> **THE PROBLEM**
Print out all of the data below, keeping it identical to the original.

[Stored data]
- - - - - - -

use std::collections::{BTreeSet, HashMap};

use smallvec::SmallVec;
use tracing::debug;

use crate::core::arc::{Arc, ArcIdx, LaneIdx, Row};
use crate::core::frame::Frame;
use crate::core::graph::{Graph, DEFAULT_KEYFRAME_INTERVAL};
use crate::core::oid::CommitId;

/// Sorted pool of vacated lanes; reuse always takes the leftmost.
#[derive(Debug, Default)]
struct FreeLanes(BTreeSet<LaneIdx>);

impl FreeLanes {
    fn new() -> Self {
        Self::default()
    }

    fn release(&mut self, lane: LaneIdx) {
        self.0.insert(lane);
    }

    fn acquire_lowest(&mut self) -> Option<LaneIdx> {
        self.0.pop_first()
    }

    fn lowest(&self) -> Option<LaneIdx> {
        self.0.first().copied()
    }

    /// Forget lanes that no longer exist after a trailing trim.
    fn retain_below(&mut self, width: usize) {
        self.0.retain(|&lane| lane < width);
    }
}

/// Forward graph builder: consumes a commit sequence once, in strict
/// child-before-parent order, allocating lanes and producing the
/// permanent arc chain. There is no other ordering requirement; unrelated
/// branches may interleave freely.
pub struct GraphGenerator {
    graph: Graph,
    frame: Frame,
    /// Lanes vacated by closed arcs, eligible for reuse. Lowest first.
    free_lanes: FreeLanes,
    /// Arcs awaiting a given parent commit.
    parent_lookup: HashMap<CommitId, SmallVec<[ArcIdx; 2]>>,
}

impl GraphGenerator {
    pub fn new() -> Self {
        Self::with_keyframe_interval(DEFAULT_KEYFRAME_INTERVAL)
    }

    pub fn with_keyframe_interval(interval: Row) -> Self {
        Self {
            graph: Graph::with_keyframe_interval(interval),
            frame: Frame::bootstrap(),
            free_lanes: FreeLanes::new(),
            parent_lookup: HashMap::new(),
        }
    }

    /// Current state as a frame (the row of the last added commit).
    pub fn frame(&self) -> &Frame {
        &self.frame
    }

    pub fn row(&self) -> Row {
        self.frame.row
    }

    pub fn commit(&self) -> &CommitId {
        &self.frame.commit
    }

    pub fn graph(&self) -> &Graph {
        &self.graph
    }

    /// Finish building and hand over the graph.
    pub fn into_graph(mut self) -> Graph {
        self.graph.row_count = self.frame.row + 1;
        self.graph
    }

    fn push_chain_arc(&mut self, arc: Arc) -> ArcIdx {
        let idx = self.graph.arcs.len();
        self.graph.arcs.push(arc);
        self.graph.arcs[self.frame.last_arc].next = Some(idx);
        self.frame.last_arc = idx;
        idx
    }

    /// Advance one row and lay out `commit`.
    ///
    /// Closes every arc waiting for this commit (its incoming edges),
    /// then opens one arc per parent, merging into an existing arc as a
    /// junction when some sibling already heads for the same parent.
    /// Lowest lane wins wherever several candidates exist.
    ///
    /// With `alloc_lanes_in_gaps` every vacated lane returns to the pool
    /// immediately (denser, jumpier layout); without it, the home lane is
    /// handed to the first parent and unused trailing lanes are trimmed
    /// instead (narrower, steadier layout).
    pub fn add_commit(&mut self, commit: CommitId, parents: &[CommitId], alloc_lanes_in_gaps: bool) {
        self.frame.row += 1;
        let row = self.frame.row;
        self.frame.commit = commit.clone();
        // Anything solved on an earlier row is stale now.
        self.frame.lanes.clear_solved();

        // Close the arcs whose parent just appeared.
        let mut home_lane: Option<LaneIdx> = None;
        let mut handoff: Option<LaneIdx> = None;
        if let Some(waiting) = self.parent_lookup.remove(&commit) {
            for &idx in &waiting {
                let lane = self.graph.arcs[idx].lane;
                debug_assert_eq!(self.frame.lanes.open_at(lane), Some(idx));
                self.graph.arcs[idx].closed_at = Some(row);
                self.frame.lanes.solve(lane);
                home_lane = Some(home_lane.map_or(lane, |h| h.min(lane)));
            }
            for &idx in &waiting {
                let lane = self.graph.arcs[idx].lane;
                if parents.is_empty() || alloc_lanes_in_gaps {
                    self.free_lanes.release(lane);
                } else if Some(lane) == home_lane {
                    handoff = Some(lane);
                }
            }
        }

        // Default mode keeps the graph narrow: unused lanes past the home
        // lane are dropped rather than reserved.
        if !alloc_lanes_in_gaps {
            self.frame
                .lanes
                .trim_trailing_empty(home_lane.map_or(0, |h| h + 1));
            self.free_lanes.retain_below(self.frame.lanes.lane_count());
        }

        let mut first = true;
        for parent in parents {
            // A sibling may already have opened an arc toward this
            // parent; merge into the lowest-lane one instead of widening.
            let junction_target = self
                .parent_lookup
                .get(parent)
                .and_then(|waiting| waiting.iter().copied().min_by_key(|&idx| self.graph.arcs[idx].lane));
            if let Some(target) = junction_target {
                self.graph.arcs[target].add_junction(row, commit.clone());
                if first {
                    if let Some(lane) = handoff.take() {
                        self.free_lanes.release(lane);
                    }
                }
            } else {
                let lane = if first { handoff.take() } else { None }
                    .or_else(|| self.free_lanes.acquire_lowest())
                    .unwrap_or_else(|| self.frame.lanes.push_lane());
                let idx =
                    self.push_chain_arc(Arc::open(row, lane, commit.clone(), parent.clone()));
                self.frame.lanes.set_open(lane, idx);
                self.parent_lookup.entry(parent.clone()).or_default().push(idx);
            }
            first = false;
        }
        debug_assert!(handoff.is_none(), "home lane hand-off left dangling");

        if parents.is_empty() {
            // Root commit: a stub arc anchors its lane without occupying
            // either table. An isolated commit borrows a display lane
            // without reserving it.
            let lane = home_lane.unwrap_or_else(|| {
                self.free_lanes
                    .lowest()
                    .unwrap_or_else(|| self.frame.lanes.lane_count())
            });
            self.push_chain_arc(Arc::stub(row, lane, commit));
        }

        if row % self.graph.keyframe_interval() == 0 {
            self.graph.save_keyframe(self.frame.clone());
        }
    }
}

impl Default for GraphGenerator {
    fn default() -> Self {
        Self::new()
    }
}

impl Graph {
    /// Build a whole graph from a full commit sequence (first-load path).
    /// Every commit must precede all of its parents.
    pub fn generate<I>(commits: I, alloc_lanes_in_gaps: bool) -> Graph
    where
        I: IntoIterator<Item = (CommitId, Vec<CommitId>)>,
    {
        Self::generate_with_interval(commits, alloc_lanes_in_gaps, DEFAULT_KEYFRAME_INTERVAL)
    }

    pub fn generate_with_interval<I>(
        commits: I,
        alloc_lanes_in_gaps: bool,
        keyframe_interval: Row,
    ) -> Graph
    where
        I: IntoIterator<Item = (CommitId, Vec<CommitId>)>,
    {
        let mut generator = GraphGenerator::with_keyframe_interval(keyframe_interval);
        for (commit, parents) in commits {
            generator.add_commit(commit, &parents, alloc_lanes_in_gaps);
        }
        let graph = generator.into_graph();
        debug!(
            rows = graph.row_count(),
            arcs = graph.arcs().len() - 1,
            "generated commit graph"
        );
        graph
    }
}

- - - - - - -

> **TASK SOLUTION**
use std::collections::{BTreeSet, HashMap};

use smallvec::SmallVec;
use tracing::debug;

use crate::core::arc::{Arc, ArcIdx, LaneIdx, Row};
use crate::core::frame::Frame;
use crate::core::graph::{Graph, DEFAULT_KEYFRAME_INTERVAL};
use crate::core::oid::CommitId;

/// Sorted pool of vacated lanes; reuse always takes the leftmost.
#[derive(Debug, Default)]
struct FreeLanes(BTreeSet<LaneIdx>);

impl FreeLanes {
    fn new() -> Self {
        Self::default()
    }

    fn release(&mut self, lane: LaneIdx) {
        self.0.insert(lane);
    }

    fn acquire_lowest(&mut self) -> Option<LaneIdx> {
        self.0.pop_first()
    }

    fn lowest(&self) -> Option<LaneIdx> {
        self.0.first().copied()
    }

    /// Forget lanes that no longer exist after a trailing trim.
    fn retain_below(&mut self, width: usize) {
        self.0.retain(|&lane| lane < width);
    }
}

/// Forward graph builder: consumes a commit sequence once, in strict
/// child-before-parent order, allocating lanes and producing the
/// permanent arc chain. There is no other ordering requirement; unrelated
/// branches may interleave freely.
pub struct GraphGenerator {
    graph: Graph,
    frame: Frame,
    /// Lanes vacated by closed arcs, eligible for reuse. Lowest first.
    free_lanes: FreeLanes,
    /// Arcs awaiting a given parent commit.
    parent_lookup: HashMap<CommitId, SmallVec<[ArcIdx; 2]>>,
}

impl GraphGenerator {
    pub fn new() -> Self {
        Self::with_keyframe_interval(DEFAULT_KEYFRAME_INTERVAL)
    }

    pub fn with_keyframe_interval(interval: Row) -> Self {
        Self {
            graph: Graph::with_keyframe_interval(interval),
            frame: Frame::bootstrap(),
            free_lanes: FreeLanes::new(),
            parent_lookup: HashMap::new(),
        }
    }

    /// Current state as a frame (the row of the last added commit).
    pub fn frame(&self) -> &Frame {
        &self.frame
    }

    pub fn row(&self) -> Row {
        self.frame.row
    }

    pub fn commit(&self) -> &CommitId {
        &self.frame.commit
    }

    pub fn graph(&self) -> &Graph {
        &self.graph
    }

    /// Finish building and hand over the graph.
    pub fn into_graph(mut self) -> Graph {
        self.graph.row_count = self.frame.row + 1;
        self.graph
    }

    fn push_chain_arc(&mut self, arc: Arc) -> ArcIdx {
        let idx = self.graph.arcs.len();
        self.graph.arcs.push(arc);
        self.graph.arcs[self.frame.last_arc].next = Some(idx);
        self.frame.last_arc = idx;
        idx
    }

    /// Advance one row and lay out `commit`.
    ///
    /// Closes every arc waiting for this commit (its incoming edges),
    /// then opens one arc per parent, merging into an existing arc as a
    /// junction when some sibling already heads for the same parent.
    /// Lowest lane wins wherever several candidates exist.
    ///
    /// With `alloc_lanes_in_gaps` every vacated lane returns to the pool
    /// immediately (denser, jumpier layout); without it, the home lane is
    /// handed to the first parent and unused trailing lanes are trimmed
    /// instead (narrower, steadier layout).
    pub fn add_commit(&mut self, commit: CommitId, parents: &[CommitId], alloc_lanes_in_gaps: bool) {
        self.frame.row += 1;
        let row = self.frame.row;
        self.frame.commit = commit.clone();
        // Anything solved on an earlier row is stale now.
        self.frame.lanes.clear_solved();

        // Close the arcs whose parent just appeared.
        let mut home_lane: Option<LaneIdx> = None;
        let mut handoff: Option<LaneIdx> = None;
        if let Some(waiting) = self.parent_lookup.remove(&commit) {
            for &idx in &waiting {
                let lane = self.graph.arcs[idx].lane;
                debug_assert_eq!(self.frame.lanes.open_at(lane), Some(idx));
                self.graph.arcs[idx].closed_at = Some(row);
                self.frame.lanes.solve(lane);
                home_lane = Some(home_lane.map_or(lane, |h| h.min(lane)));
            }
            for &idx in &waiting {
                let lane = self.graph.arcs[idx].lane;
                if parents.is_empty() || alloc_lanes_in_gaps {
                    self.free_lanes.release(lane);
                } else if Some(lane) == home_lane {
                    handoff = Some(lane);
                }
            }
        }

        // Default mode keeps the graph narrow: unused lanes past the home
        // lane are dropped rather than reserved.
        if !alloc_lanes_in_gaps {
            self.frame
                .lanes
                .trim_trailing_empty(home_lane.map_or(0, |h| h + 1));
            self.free_lanes.retain_below(self.frame.lanes.lane_count());
        }

        let mut first = true;
        for parent in parents {
            // A sibling may already have opened an arc toward this
            // parent; merge into the lowest-lane one instead of widening.
            let junction_target = self
                .parent_lookup
                .get(parent)
                .and_then(|waiting| waiting.iter().copied().min_by_key(|&idx| self.graph.arcs[idx].lane));
            if let Some(target) = junction_target {
                self.graph.arcs[target].add_junction(row, commit.clone());
                if first {
                    if let Some(lane) = handoff.take() {
                        self.free_lanes.release(lane);
                    }
                }
            } else {
                let lane = if first { handoff.take() } else { None }
                    .or_else(|| self.free_lanes.acquire_lowest())
                    .unwrap_or_else(|| self.frame.lanes.push_lane());
                let idx =
                    self.push_chain_arc(Arc::open(row, lane, commit.clone(), parent.clone()));
                self.frame.lanes.set_open(lane, idx);
                self.parent_lookup.entry(parent.clone()).or_default().push(idx);
            }
            first = false;
        }
        debug_assert!(handoff.is_none(), "home lane hand-off left dangling");

        if parents.is_empty() {
            // Root commit: a stub arc anchors its lane without occupying
            // either table. An isolated commit borrows a display lane
            // without reserving it.
            let lane = home_lane.unwrap_or_else(|| {
                self.free_lanes
                    .lowest()
                    .unwrap_or_else(|| self.frame.lanes.lane_count())
            });
            self.push_chain_arc(Arc::stub(row, lane, commit));
        }

        if row % self.graph.keyframe_interval() == 0 {
            self.graph.save_keyframe(self.frame.clone());
        }
    }
}

impl Default for GraphGenerator {
    fn default() -> Self {
        Self::new()
    }
}

impl Graph {
    /// Build a whole graph from a full commit sequence (first-load path).
    /// Every commit must precede all of its parents.
    pub fn generate<I>(commits: I, alloc_lanes_in_gaps: bool) -> Graph
    where
        I: IntoIterator<Item = (CommitId, Vec<CommitId>)>,
    {
        Self::generate_with_interval(commits, alloc_lanes_in_gaps, DEFAULT_KEYFRAME_INTERVAL)
    }

    pub fn generate_with_interval<I>(
        commits: I,
        alloc_lanes_in_gaps: bool,
        keyframe_interval: Row,
    ) -> Graph
    where
        I: IntoIterator<Item = (CommitId, Vec<CommitId>)>,
    {
        let mut generator = GraphGenerator::with_keyframe_interval(keyframe_interval);
        for (commit, parents) in commits {
            generator.add_commit(commit, &parents, alloc_lanes_in_gaps);
        }
        let graph = generator.into_graph();
        debug!(
            rows = graph.row_count(),
            arcs = graph.arcs().len() - 1,
            "generated commit graph"
        );
        graph
    }
}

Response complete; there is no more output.